* DATA EXTRACT
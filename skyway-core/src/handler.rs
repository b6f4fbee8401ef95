use async_trait::async_trait;

use crate::{request::Request, validation::ValidationErrors, CoreResult};

/// Business logic for exactly one [`Request`] type.
#[async_trait]
pub trait RequestHandler<R: Request>: Send + Sync {
    /// Constraint set checked before `handle` is entered.
    ///
    /// The registry wraps every handler so that a failure here short-circuits
    /// the invocation with `CoreError::ValidationFailed`.
    fn validate(&self, _request: &R) -> Result<(), ValidationErrors> {
        Ok(())
    }

    async fn handle(&self, request: R) -> CoreResult<R::Response>;
}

* WORK TO BE COMPLETED
Extract, word for word, each line of the listing above.

* ANSWER FOR THE TASK
filename skyway-core/src/handler.rs
repository b6f4fbee8401ef95
use async_trait::async_trait;

use crate::{request::Request, validation::ValidationErrors, CoreResult};

/// Business logic for exactly one [`Request`] type.
#[async_trait]
pub trait RequestHandler<R: Request>: Send + Sync {
    /// Constraint set checked before `handle` is entered.
    ///
    /// The registry wraps every handler so that a failure here short-circuits
    /// the invocation with `CoreError::ValidationFailed`.
    fn validate(&self, _request: &R) -> Result<(), ValidationErrors> {
        Ok(())
    }

    async fn handle(&self, request: R) -> CoreResult<R::Response>;
}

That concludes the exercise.